Denise Herzing via Twitter
She and her colleagues are now using pattern recognition software to try and decode dolphins’ audible signals, utilizing a device called the Cetacean Hearing and Telemetry (CHAT) box. By categorizing the animals’ vocalizations, the researchers hope to determine “not only the diversity of their repertoire of sounds but also if there’s any repeated grammar or structure which would indicate something akin to language.”
“All we know at this stage is that they have signature whistles which are names for each other. So that’s a word, essentially,” says Herzing. “We still don’t know if they have grammar or structure to that, but we’re looking.”
Animals on LSD
While LSD may not have helped Lilly in his quest to talk to dolphins, he did report some interesting behavioral effects.
For example, one particular dolphin had previously been left traumatized after being shot through the tail with a spear gun, and as a result, would not approach humans. Yet the animal’s behavior transformed following a dose of LSD, with Lilly writing that “she will now come within five feet of me instead of staying 20 feet away.”
LSD has been found to have antidepressant effects in both humans and animals, with one recent study showing that it alleviates depression in rats by redressing a serotonin signaling imbalance in the brain. Study author Tobias Buchborn told IFLScience that “for an animal model to be reliable, it needs to present the same symptoms as the human situation, it needs to present the same biophysiological correlates as the human situation, and it needs to respond to the same treatment as the human situation.”
The reliability of Buchborn’s results, therefore, lies in the fact that the rats responded to other antidepressant treatments, indicating that their condition was indeed an appropriate model for human psychopathology and that the team were able to identify an underlying mechanism that is also relevant in humans.

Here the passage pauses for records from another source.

//! Cohort matching command surface over a shared survey record table.
//!
//! Every command is one synchronous render pass — load, assign, aggregate,
//! print — with no retries: a fatal stage error ends the pass and surfaces
//! on stderr with the stage that failed. An empty record table is a soft
//! stop, reported as a `cohort_status.v1` payload with exit code 0.

use std::collections::BTreeMap;
use std::path::{Path, PathBuf};

use anyhow::{anyhow, Context, Result};
use clap::{Args, Parser, Subcommand};
use log::info;
use serde::Serialize;
use survey_cohort_core::{
    assign_all, assign_one, distinct_cluster_ids, median_age_band, partition_by_cluster,
    percent_breakdown, trait_scores, Assignment, ClusterId, Field, Record, TraitScores,
};
use survey_cohort_store_flatfile::{
    export_cluster_csv, export_file_name, AppendOutcome, SessionState,
};
use time::OffsetDateTime;

#[derive(Debug, Parser)]
#[command(name = "cohort")]
#[command(about = "Survey cohort matching and group statistics")]
pub struct Cli {
    /// Directory holding the record table, model artifact, and catalog.
    #[arg(long, default_value = ".")]
    data_dir: PathBuf,

    #[command(subcommand)]
    command: Command,
}

#[derive(Debug, Subcommand)]
pub enum Command {
    Profile {
        #[command(subcommand)]
        command: ProfileCommand,
    },
    Stats {
        #[command(subcommand)]
        command: StatsCommand,
    },
    Store {
        #[command(subcommand)]
        command: StoreCommand,
    },
    /// Cluster ids detected over the full record table (model health check).
    Clusters,
    Export(ExportArgs),
}

#[derive(Debug, Subcommand)]
pub enum ProfileCommand {
    /// Match a profile against the trained clusters and compare its group
    /// with the full population.
    Match(MatchArgs),
    /// Persist a profile into the record table (dedup append).
    Save(ProfileArgs),
}

#[derive(Debug, Subcommand)]
pub enum StatsCommand {
    Show(StatsShowArgs),
    Breakdown(BreakdownArgs),
}

#[derive(Debug, Subcommand)]
pub enum StoreCommand {
    List,
}

#[derive(Debug, Args)]
pub struct ProfileArgs {
    #[arg(long)]
    age: String,
    #[arg(long)]
    edu_level: String,
    #[arg(long)]
    fav_animals: String,
    #[arg(long)]
    fav_place: String,
    #[arg(long)]
    gender: String,
}

#[derive(Debug, Args)]
pub struct MatchArgs {
    #[command(flatten)]
    profile: ProfileArgs,

    /// Also persist the profile before matching.
    #[arg(long)]
    save: bool,
}

#[derive(Debug, Args)]
pub struct StatsShowArgs {
    #[arg(long)]
    cluster: u32,
}

#[derive(Debug, Args)]
pub struct BreakdownArgs {
    #[arg(long)]
    field: String,
    #[arg(long)]
    cluster: Option<u32>,
}

#[derive(Debug, Args)]
pub struct ExportArgs {
    #[arg(long)]
    cluster: u32,
    /// Target directory; defaults to the data directory.
    #[arg(long)]
    output: Option<PathBuf>,
}

/// Executes the parsed top-level CLI command graph.
///
/// # Errors
/// Returns an error when resource loading, assignment, or output fails.
pub fn run_cli(cli: Cli) -> Result<()> {
    let mut session = SessionState::open(&cli.data_dir);
    match cli.command {
        Command::Profile { command } => run_profile(command, &mut session),
        Command::Stats { command } => run_stats(command, &mut session),
        Command::Store { command } => run_store(command, &mut session),
        Command::Clusters => run_clusters(&mut session),
        Command::Export(args) => run_export(args, &cli.data_dir, &mut session),
    }
}

#[derive(Debug, Serialize)]
struct StatusPayload {
    contract_version: &'static str,
    status: &'static str,
    message: &'static str,
}

#[derive(Debug, Serialize)]
struct GroupVsAll<T> {
    group: T,
    everyone: T,
}

#[derive(Debug, Serialize)]
struct ComparativeStats {
    median_age: GroupVsAll<&'static str>,
    trait_scores: GroupVsAll<TraitScores>,
    gender: GroupVsAll<BTreeMap<String, f64>>,
    edu_level: GroupVsAll<BTreeMap<String, f64>>,
    fav_place: GroupVsAll<BTreeMap<String, f64>>,
}

#[derive(Debug, Serialize)]
struct MatchPayload {
    contract_version: &'static str,
    profile: Record,
    cluster: ClusterId,
    name: String,
    description: String,
    group_size: usize,
    total_records: usize,
    catalog_clusters: usize,
    detected_cluster_ids: Vec<ClusterId>,
    stats: ComparativeStats,
}

#[derive(Debug, Serialize)]
struct SavePayload {
    contract_version: &'static str,
    outcome: AppendOutcome,
    total_records: usize,
}

#[derive(Debug, Serialize)]
struct StatsPayload {
    contract_version: &'static str,
    cluster: ClusterId,
    name: String,
    description: String,
    group_size: usize,
    total_records: usize,
    stats: ComparativeStats,
}

#[derive(Debug, Serialize)]
struct BreakdownPayload {
    contract_version: &'static str,
    field: &'static str,
    cluster: Option<ClusterId>,
    records: usize,
    breakdown: BTreeMap<String, f64>,
}

#[derive(Debug, Serialize)]
struct RecordsPayload {
    contract_version: &'static str,
    total_records: usize,
    records: Vec<Record>,
}

#[derive(Debug, Serialize)]
struct ClustersPayload {
    contract_version: &'static str,
    total_records: usize,
    detected_cluster_ids: Vec<ClusterId>,
}

#[derive(Debug, Serialize)]
struct ExportPayload {
    contract_version: &'static str,
    cluster: ClusterId,
    path: String,
    rows: usize,
}

fn run_profile(command: ProfileCommand, session: &mut SessionState) -> Result<()> {
    match command {
        ProfileCommand::Match(args) => {
            let profile = parse_profile(&args.profile)?;
            if args.save {
                let outcome = session
                    .append_record(&profile)
                    .context("failed to save profile")?;
                info!("profile save outcome: {outcome:?}");
            }

            let records = session
                .records()
                .context("failed to load record table")?;
            if records.is_empty() {
                return print_empty_store();
            }

            let model = session
                .model()
                .context("failed to load clustering model")?;
            let catalog = session
                .catalog()
                .context("failed to load cluster catalog")?;

            let cluster =
                assign_one(model.as_ref(), profile).context("failed to assign profile")?;
            let assignments = assign_all(model.as_ref(), &records)
                .context("failed to assign record table")?;
            let group = partition_by_cluster(&assignments, cluster);
            let display = catalog.profile(cluster);

            let payload = MatchPayload {
                contract_version: "cohort_match.v1",
                profile,
                cluster,
                name: display.name,
                description: display.description,
                group_size: group.len(),
                total_records: records.len(),
                catalog_clusters: catalog.len(),
                detected_cluster_ids: distinct_cluster_ids(&assignments),
                stats: comparative_stats(&group, &records),
            };
            println!("{}", serde_json::to_string_pretty(&payload)?);
            Ok(())
        }
        ProfileCommand::Save(args) => {
            let profile = parse_profile(&args)?;
            let outcome = session
                .append_record(&profile)
                .context("failed to save profile")?;
            let total = session
                .records()
                .context("failed to load record table")?
                .len();

            let payload = SavePayload {
                contract_version: "cohort_save.v1",
                outcome,
                total_records: total,
            };
            println!("{}", serde_json::to_string_pretty(&payload)?);
            Ok(())
        }
    }
}

fn run_stats(command: StatsCommand, session: &mut SessionState) -> Result<()> {
    match command {
        StatsCommand::Show(args) => {
            let records = session
                .records()
                .context("failed to load record table")?;
            if records.is_empty() {
                return print_empty_store();
            }

            let model = session
                .model()
                .context("failed to load clustering model")?;
            let catalog = session
                .catalog()
                .context("failed to load cluster catalog")?;

            let target = ClusterId(args.cluster);
            let assignments = assign_all(model.as_ref(), &records)
                .context("failed to assign record table")?;
            let group = partition_by_cluster(&assignments, target);
            let display = catalog.profile(target);

            let payload = StatsPayload {
                contract_version: "cohort_stats.v1",
                cluster: target,
                name: display.name,
                description: display.description,
                group_size: group.len(),
                total_records: records.len(),
                stats: comparative_stats(&group, &records),
            };
            println!("{}", serde_json::to_string_pretty(&payload)?);
            Ok(())
        }
        StatsCommand::Breakdown(args) => {
            let field = Field::parse(&args.field).ok_or_else(|| {
                anyhow!(
                    "unknown field {:?}; expected one of {:?}",
                    args.field,
                    Field::ALL.map(Field::as_str)
                )
            })?;

            let records = session
                .records()
                .context("failed to load record table")?;
            if records.is_empty() {
                return print_empty_store();
            }

            let target = args.cluster.map(ClusterId);
            let subset = match target {
                Some(cluster) => {
                    let model = session
                        .model()
                        .context("failed to load clustering model")?;
                    let assignments = assign_all(model.as_ref(), &records)
                        .context("failed to assign record table")?;
                    partition_by_cluster(&assignments, cluster)
                }
                None => records.as_ref().clone(),
            };

            let payload = BreakdownPayload {
                contract_version: "cohort_breakdown.v1",
                field: field.as_str(),
                cluster: target,
                records: subset.len(),
                breakdown: percent_breakdown(&subset, field),
            };
            println!("{}", serde_json::to_string_pretty(&payload)?);
            Ok(())
        }
    }
}

fn run_store(command: StoreCommand, session: &mut SessionState) -> Result<()> {
    match command {
        StoreCommand::List => {
            let records = session
                .records()
                .context("failed to load record table")?;

            let payload = RecordsPayload {
                contract_version: "cohort_records.v1",
                total_records: records.len(),
                records: records.as_ref().clone(),
            };
            println!("{}", serde_json::to_string_pretty(&payload)?);
            Ok(())
        }
    }
}

fn run_clusters(session: &mut SessionState) -> Result<()> {
    let records = session
        .records()
        .context("failed to load record table")?;
    if records.is_empty() {
        return print_empty_store();
    }

    let model = session
        .model()
        .context("failed to load clustering model")?;
    let assignments =
        assign_all(model.as_ref(), &records).context("failed to assign record table")?;

    let payload = ClustersPayload {
        contract_version: "cohort_clusters.v1",
        total_records: records.len(),
        detected_cluster_ids: distinct_cluster_ids(&assignments),
    };
    println!("{}", serde_json::to_string_pretty(&payload)?);
    Ok(())
}

fn run_export(args: ExportArgs, data_dir: &Path, session: &mut SessionState) -> Result<()> {
    let records = session
        .records()
        .context("failed to load record table")?;
    if records.is_empty() {
        return print_empty_store();
    }

    let model = session
        .model()
        .context("failed to load clustering model")?;
    let assignments =
        assign_all(model.as_ref(), &records).context("failed to assign record table")?;

    let target = ClusterId(args.cluster);
    let rows = group_size(&assignments, target);
    let bytes = export_cluster_csv(&assignments, target);

    let directory = args.output.unwrap_or_else(|| data_dir.to_path_buf());
    let file_name = export_file_name(target, OffsetDateTime::now_utc())?;
    let path = directory.join(file_name);
    std::fs::write(&path, bytes)
        .with_context(|| format!("failed to write export to {}", path.display()))?;
    info!("exported {rows} rows for cluster {target}");

    let payload = ExportPayload {
        contract_version: "cohort_export.v1",
        cluster: target,
        path: path.display().to_string(),
        rows,
    };
    println!("{}", serde_json::to_string_pretty(&payload)?);
    Ok(())
}

fn parse_profile(args: &ProfileArgs) -> Result<Record> {
    let record = Record::from_fields(
        &args.age,
        &args.edu_level,
        &args.fav_animals,
        &args.fav_place,
        &args.gender,
    )
    .context("invalid profile")?;
    Ok(record)
}

fn comparative_stats(group: &[Record], everyone: &[Record]) -> ComparativeStats {
    ComparativeStats {
        median_age: GroupVsAll {
            group: median_age_band(group).as_str(),
            everyone: median_age_band(everyone).as_str(),
        },
        trait_scores: GroupVsAll {
            group: trait_scores(group),
            everyone: trait_scores(everyone),
        },
        gender: breakdown_pair(group, everyone, Field::Gender),
        edu_level: breakdown_pair(group, everyone, Field::EduLevel),
        fav_place: breakdown_pair(group, everyone, Field::FavPlace),
    }
}

fn breakdown_pair(
    group: &[Record],
    everyone: &[Record],
    field: Field,
) -> GroupVsAll<BTreeMap<String, f64>> {
    GroupVsAll {
        group: percent_breakdown(group, field),
        everyone: percent_breakdown(everyone, field),
    }
}

fn group_size(assignments: &[Assignment], target: ClusterId) -> usize {
    assignments
        .iter()
        .filter(|assignment| assignment.cluster == target)
        .count()
}

fn print_empty_store() -> Result<()> {
    let payload = StatusPayload {
        contract_version: "cohort_status.v1",
        status: "empty_store",
        message: "record table is empty; save at least one profile to enable group statistics",
    };
    println!("{}", serde_json::to_string_pretty(&payload)?);
    Ok(())
}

Yet Lilly’s work failed to test for any of these criteria, rendering his observations somewhat limited in their usefulness and applicability.

On a broader level, the matter of studying the effects of LSD on animals raises a number of intriguing issues. “Ethically, it’s always preferable to use humans because they can give consent, whereas animals can’t,” says Buchborn.
“But human research is massively limited by the fact that the closest we are able to look inside the brain is via fMRI. This gives us an idea of which areas of the brain are more or less active, but it doesn’t tell us anything about molecular biology.”
When it comes to dolphin communication, meanwhile, Herzing says it’s preferable to conduct research in the wild, since “you’re just not going to see natural behavior in captivity.” Adding LSD to the equation takes things to a whole new level of unnatural, so even if Lilly had managed to talk to his animals, it’s unlikely they would have said anything particularly useful.